The outset of Brink provides players with a choice – to fight as a citizen for the Ark, a man-made archipelago and refuge for a population of displaced innocents, or as a member of the Resistance, which wants nothing more than to tear the ArkArk down to its foundations in the pursuit of new populations and dryer land. In the game’s backstory, the was constructed initially as an experiment, but in the aftermath of an ecological meltdown that raised the planet’s water level from 70 to 90 percent; it became a bastion for human life against a world full of formidable aggressors.
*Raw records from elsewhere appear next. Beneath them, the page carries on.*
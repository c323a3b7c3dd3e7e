//! Module loading system
//!
//! Handles package validation, isolated loading contexts, and module
//! instantiation.

pub mod context;
pub mod entry_points;
pub mod factory;
#[allow(clippy::module_inception)]
pub mod loader;
pub mod package;
pub mod symbols;

pub use context::{LoadingContext, SymbolSpace};
pub use entry_points::EntryPoints;
pub use factory::LoaderFactory;
pub use loader::{ModuleLoader, PackageLoader};
pub use package::{PackageFormat, DEFAULT_DESCRIPTOR_ENTRY};
pub use symbols::{ContextId, ModuleFactory, SharedSymbolRegistry, Symbol};
//! Loaded module records

use parking_lot::{Mutex, MutexGuard};
use std::fmt;
use std::path::{Path, PathBuf};
use std::sync::Arc;

use crate::module::loader::context::LoadingContext;
use crate::module::loader::ModuleLoader;
use crate::module::registry::descriptor::ModuleDescriptor;
use crate::module::traits::{Module, ModuleState};

/// State and instance, guarded together so that checking the state and
/// running the matching hook form one critical section.
pub(crate) struct Lifecycle {
    pub(crate) state: ModuleState,
    pub(crate) instance: Box<dyn Module>,
}

/// A module instantiated by a loader
pub struct LoadedModule {
    descriptor: Arc<ModuleDescriptor>,
    source: PathBuf,
    loader: Arc<dyn ModuleLoader>,
    context: LoadingContext,
    lifecycle: Mutex<Lifecycle>,
}

impl LoadedModule {
    pub(crate) fn new(
        descriptor: Arc<ModuleDescriptor>,
        source: PathBuf,
        loader: Arc<dyn ModuleLoader>,
        context: LoadingContext,
        instance: Box<dyn Module>,
    ) -> Self {
        Self {
            descriptor,
            source,
            loader,
            context,
            lifecycle: Mutex::new(Lifecycle {
                state: ModuleState::Loaded,
                instance,
            }),
        }
    }

    /// Sanitized module name (registry key)
    pub fn name(&self) -> &str {
        self.descriptor.name()
    }

    pub fn descriptor(&self) -> &ModuleDescriptor {
        &self.descriptor
    }

    /// Package the module was loaded from
    pub fn source(&self) -> &Path {
        &self.source
    }

    /// Loader that instantiated the module and drives its hooks
    pub fn loader(&self) -> &Arc<dyn ModuleLoader> {
        &self.loader
    }

    pub fn context(&self) -> &LoadingContext {
        &self.context
    }

    pub fn state(&self) -> ModuleState {
        self.lifecycle.lock().state
    }

    pub fn is_enabled(&self) -> bool {
        self.state() == ModuleState::Enabled
    }

    pub(crate) fn lifecycle(&self) -> MutexGuard<'_, Lifecycle> {
        self.lifecycle.lock()
    }
}

impl fmt::Debug for LoadedModule {
    fn fmt(&self, f: &mut fmt::Formatter<'_>) -> fmt::Result {
        f.debug_struct("LoadedModule")
            .field("name", &self.descriptor.name())
            .field("version", &self.descriptor.version())
            .field("source", &self.source)
            .field("loader", &self.loader.name())
            .field("context", &self.context.id())
            .finish()
    }
}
The game provides players with four interdependent soldier classes, each with three body types that lend themselves to specific forms of movement and fighting, to create a variety of potential combat scenarios as well as unique methods to support your allies. Since completing objectives in each class (there are engineers, medics, soldiers and operatives) gains the player special abilities, XP and wardrobe options, there is plenty of replay value inherent in Brink’s narrative. The body types are indeed the only aspect of character creation that has any bearing on the gameplay, with heavy characters having the most health and the largest weapons, and lightweight characters packing little in the way of firepower but tackling objectives at the highest speeds.
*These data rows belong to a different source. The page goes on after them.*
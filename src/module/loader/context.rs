//! Isolated loading contexts
//!
//! Every loaded module owns one context: a private table of the symbols it
//! defines. A context resolves names it does not define by consulting the
//! shared registry first and then the other active contexts of its symbol
//! space, caching whatever it finds.

use parking_lot::RwLock;
use std::collections::HashMap;
use std::fmt;
use std::sync::atomic::{AtomicBool, AtomicU64, Ordering};
use std::sync::Arc;
use tracing::debug;

use crate::module::loader::symbols::{ContextId, SharedSymbolRegistry, Symbol};
use crate::module::registry::descriptor::ModuleDescriptor;
use crate::module::traits::ModuleError;

/// Shared registry plus the set of active contexts
///
/// One space is created when the host starts and shared by all of its
/// loaders. It lives until [`SymbolSpace::shutdown`] on full shutdown.
#[derive(Default)]
pub struct SymbolSpace {
    shared: SharedSymbolRegistry,
    /// Copy-on-write: scans iterate an immutable snapshot in activation order
    active: RwLock<Arc<Vec<Arc<ContextInner>>>>,
}

impl SymbolSpace {
    pub fn new() -> Arc<Self> {
        Arc::new(Self::default())
    }

    pub fn shared(&self) -> &SharedSymbolRegistry {
        &self.shared
    }

    pub fn active_count(&self) -> usize {
        self.active.read().len()
    }

    /// Names of the modules whose contexts are active, in activation order
    pub fn active_modules(&self) -> Vec<String> {
        self.snapshot()
            .iter()
            .map(|ctx| ctx.descriptor.name().to_string())
            .collect()
    }

    /// Descriptor of the module that would supply `name` to an outside lookup
    ///
    /// The owner of a shared entry answers first, then the first active
    /// context defining the name. Nothing is cached and no counter moves.
    pub fn provider_of(&self, name: &str) -> Option<Arc<ModuleDescriptor>> {
        let active = self.snapshot();
        if let Some(owner) = self.shared.owner_of(name) {
            if let Some(ctx) = active.iter().find(|ctx| ctx.id == owner) {
                return Some(Arc::clone(&ctx.descriptor));
            }
        }
        active
            .iter()
            .find(|ctx| ctx.locals.read().contains_key(name))
            .map(|ctx| Arc::clone(&ctx.descriptor))
    }

    /// Tear down every active context and empty the shared registry
    pub fn shutdown(&self) -> usize {
        let contexts = self.snapshot();
        for inner in contexts.iter() {
            LoadingContext {
                inner: Arc::clone(inner),
            }
            .teardown();
        }
        self.shared.clear();
        contexts.len()
    }

    fn snapshot(&self) -> Arc<Vec<Arc<ContextInner>>> {
        let active = self.active.read();
        Arc::clone(&*active)
    }

    fn register(&self, context: &Arc<ContextInner>) -> bool {
        let mut active = self.active.write();
        if active.iter().any(|ctx| ctx.id == context.id) {
            return false;
        }
        let mut next = Vec::with_capacity(active.len() + 1);
        next.extend(active.iter().cloned());
        next.push(Arc::clone(context));
        *active = Arc::new(next);
        true
    }

    fn unregister(&self, id: ContextId) -> bool {
        let mut active = self.active.write();
        if !active.iter().any(|ctx| ctx.id == id) {
            return false;
        }
        let next: Vec<_> = active.iter().filter(|ctx| ctx.id != id).cloned().collect();
        *active = Arc::new(next);
        true
    }
}

struct ContextInner {
    id: ContextId,
    descriptor: Arc<ModuleDescriptor>,
    locals: RwLock<HashMap<String, Symbol>>,
    space: Arc<SymbolSpace>,
    active: AtomicBool,
    lookups_served: AtomicU64,
}

/// Per-module namespace handle
///
/// Cloning yields another handle to the same context.
#[derive(Clone)]
pub struct LoadingContext {
    inner: Arc<ContextInner>,
}

impl LoadingContext {
    /// Create an inactive context in `space`
    pub fn new(descriptor: Arc<ModuleDescriptor>, space: Arc<SymbolSpace>) -> Self {
        Self {
            inner: Arc::new(ContextInner {
                id: ContextId::new(),
                descriptor,
                locals: RwLock::new(HashMap::new()),
                space,
                active: AtomicBool::new(false),
                lookups_served: AtomicU64::new(0),
            }),
        }
    }

    pub fn id(&self) -> ContextId {
        self.inner.id
    }

    /// Descriptor of the module owning this context
    pub fn descriptor(&self) -> &ModuleDescriptor {
        &self.inner.descriptor
    }

    pub fn space(&self) -> &Arc<SymbolSpace> {
        &self.inner.space
    }

    pub fn is_active(&self) -> bool {
        self.inner.active.load(Ordering::SeqCst)
    }

    /// How many times sibling contexts queried this context's local table
    pub fn lookups_served(&self) -> u64 {
        self.inner.lookups_served.load(Ordering::SeqCst)
    }

    /// Define a local symbol; the first definition of a name wins
    pub fn define_local(&self, name: impl Into<String>, symbol: Symbol) -> bool {
        let mut locals = self.inner.locals.write();
        match locals.entry(name.into()) {
            std::collections::hash_map::Entry::Occupied(_) => false,
            std::collections::hash_map::Entry::Vacant(slot) => {
                slot.insert(symbol);
                true
            }
        }
    }

    pub fn lookup_local(&self, name: &str) -> Option<Symbol> {
        self.inner.locals.read().get(name).cloned()
    }

    /// Sorted names of the locally defined symbols
    pub fn local_symbols(&self) -> Vec<String> {
        let mut names: Vec<String> = self.inner.locals.read().keys().cloned().collect();
        names.sort();
        names
    }

    /// Resolve a name visible to this module
    ///
    /// Order: local table, shared registry, then the local tables of the
    /// other active contexts in activation order. A hit from another context
    /// is cached in the shared registry under that context's ownership.
    pub fn resolve(&self, name: &str) -> Result<Symbol, ModuleError> {
        if let Some(symbol) = self.lookup_local(name) {
            return Ok(symbol);
        }

        let space = &self.inner.space;
        if let Some((symbol, _)) = space.shared.get(name) {
            return Ok(symbol);
        }

        for sibling in space.snapshot().iter() {
            if sibling.id == self.inner.id {
                continue;
            }
            let Some(symbol) = supply(sibling, name) else {
                continue;
            };

            let (resident, owner) = space.shared.insert_if_absent(name, symbol, sibling.id);
            // The supplier may have been torn down between the lookup and the
            // insert; its purge could then have missed this entry.
            if owner == sibling.id && !sibling.active.load(Ordering::SeqCst) {
                space.shared.withdraw(name, owner);
                continue;
            }

            debug!(
                "Module {} resolved `{}` from module {}",
                self.inner.descriptor.name(),
                name,
                sibling.descriptor.name()
            );
            return Ok(resident);
        }

        Err(ModuleError::SymbolResolution(name.to_string()))
    }

    /// Make this context visible to other contexts' lookups
    pub fn activate(&self) -> bool {
        if self.inner.active.swap(true, Ordering::SeqCst) {
            return false;
        }
        self.inner.space.register(&self.inner);
        true
    }

    /// Withdraw from the active set and purge shared entries owned here.
    ///
    /// Idempotent: returns false when the context was not active.
    pub fn teardown(&self) -> bool {
        if !self.inner.active.swap(false, Ordering::SeqCst) {
            return false;
        }
        let space = &self.inner.space;
        space.unregister(self.inner.id);
        let purged = space.shared.purge_owner(self.inner.id);
        debug!(
            "Tore down context of module {} ({} shared symbols purged)",
            self.inner.descriptor.name(),
            purged
        );
        true
    }
}

/// Answer a sibling's lookup from `context`'s own local table only
fn supply(context: &ContextInner, name: &str) -> Option<Symbol> {
    context.lookups_served.fetch_add(1, Ordering::SeqCst);
    if !context.active.load(Ordering::SeqCst) {
        return None;
    }
    context.locals.read().get(name).cloned()
}

impl PartialEq for LoadingContext {
    fn eq(&self, other: &Self) -> bool {
        self.inner.id == other.inner.id
    }
}

impl Eq for LoadingContext {}

impl fmt::Debug for LoadingContext {
    fn fmt(&self, f: &mut fmt::Formatter<'_>) -> fmt::Result {
        f.debug_struct("LoadingContext")
            .field("id", &self.inner.id)
            .field("module", &self.inner.descriptor.name())
            .field("active", &self.is_active())
            .finish()
    }
}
The movement of characters within the game instantly calls to mind the parkour-influenced quasi-shooter Mirror’s Edge, in which the game’s protagonist Faith traversed the tall walls and thin railings of skyscrapers to accomplish objectives. Here, the game redefines parkour as the SMART (Smooth Movement Across Random Terrain) system, and gives those players with the most physical dexterity an edge in combat scenarios. And unlike Mirror’s Edge, one can roam a level with the flexibility of a Cirque de Soleil acrobat without compromising firepower.
Before each match, players are submitted to extensive tutorial videos designed to bring novices up to speed on the complex rules of the Brink battlefields. The videos prove helpful to a style of gameplay that is new to so many people’s eyes, even if they don’t do much in the way of constructing an engaging story. Every map, except for the game’s four Challenge maps, takes place in one of the eight main campaign maps, in which the players, ranks, and the presence of bots can be customized. Choosing Brink’s free play mode is most conducive to connecting to a game with a healthy amount of human players – an important detail to remember in a game that has so many issues with lag and connectivity.
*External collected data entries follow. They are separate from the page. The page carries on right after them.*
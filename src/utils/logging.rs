//! Logging initialization
//!
//! - Respects the RUST_LOG environment variable, which always wins
//! - Falls back to the configured filter, then to "info"
//! - Optional JSON output behind the `json-logging` feature
//!
//! # Usage
//! ```rust,no_run
//! use modhost::utils::init_logging;
//!
//! init_logging(None); // Uses RUST_LOG or defaults to "info"
//! ```

use tracing_subscriber::{fmt, layer::SubscriberExt, util::SubscriberInitExt, EnvFilter};

use crate::config::LoggingConfig;
use crate::utils::env::env_is_set;

/// Filter used when neither RUST_LOG nor a configured filter is present
pub const DEFAULT_FILTER: &str = "info";

fn env_filter(filter: Option<&str>) -> EnvFilter {
    if env_is_set("RUST_LOG") {
        return EnvFilter::from_default_env();
    }
    EnvFilter::new(filter.unwrap_or(DEFAULT_FILTER))
}

/// Initialize human-readable logging on stderr
///
/// # Arguments
/// * `filter` - Optional log filter from config (e.g. "debug",
///   "modhost::module=trace"); ignored when RUST_LOG is set
pub fn init_logging(filter: Option<&str>) {
    tracing_subscriber::registry()
        .with(
            fmt::layer()
                .with_writer(std::io::stderr)
                .with_target(true)
                .with_thread_ids(false)
                .with_ansi(!env_is_set("NO_COLOR")),
        )
        .with(env_filter(filter))
        .init();
}

/// Initialize logging with JSON output (for log aggregation)
#[cfg(feature = "json-logging")]
pub fn init_json_logging(filter: Option<&str>) {
    tracing_subscriber::registry()
        .with(
            fmt::layer()
                .json()
                .with_writer(std::io::stderr)
                .with_target(true)
                .with_current_span(true)
                .with_span_list(true),
        )
        .with(env_filter(filter))
        .init();
}

/// Initialize logging from the optional `[logging]` config section
pub fn init_logging_from_config(config: Option<&LoggingConfig>) {
    let filter = config.and_then(|c| c.filter.as_deref());

    if config.is_some_and(|c| c.json_format) {
        #[cfg(feature = "json-logging")]
        {
            init_json_logging(filter);
        }
        #[cfg(not(feature = "json-logging"))]
        {
            // Fall back to regular logging if json-logging feature not enabled
            init_logging(filter);
        }
    } else {
        init_logging(filter);
    }
}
The game reaches its lofty potential in those moments when an arena full of human players are battling it out over a hitch-free connection, but even those with fast connections can often be the victims of extensive lag that renders the online action jerky and unplayable. These shortcomings are really a shame when one considers all that Brink has going for it. The shooter’s story takes place in a unique environment that doesn’t seem to be cribbing from other mainstream games, the customization options make getting into the experience fun and varied, and the design and graphics are new, unusual and a blast to watch unfold. When Brink’s fluid, intense gameplay trumps the multiplayer connectivity issues that tend to sink the ship, the game can be a real blast.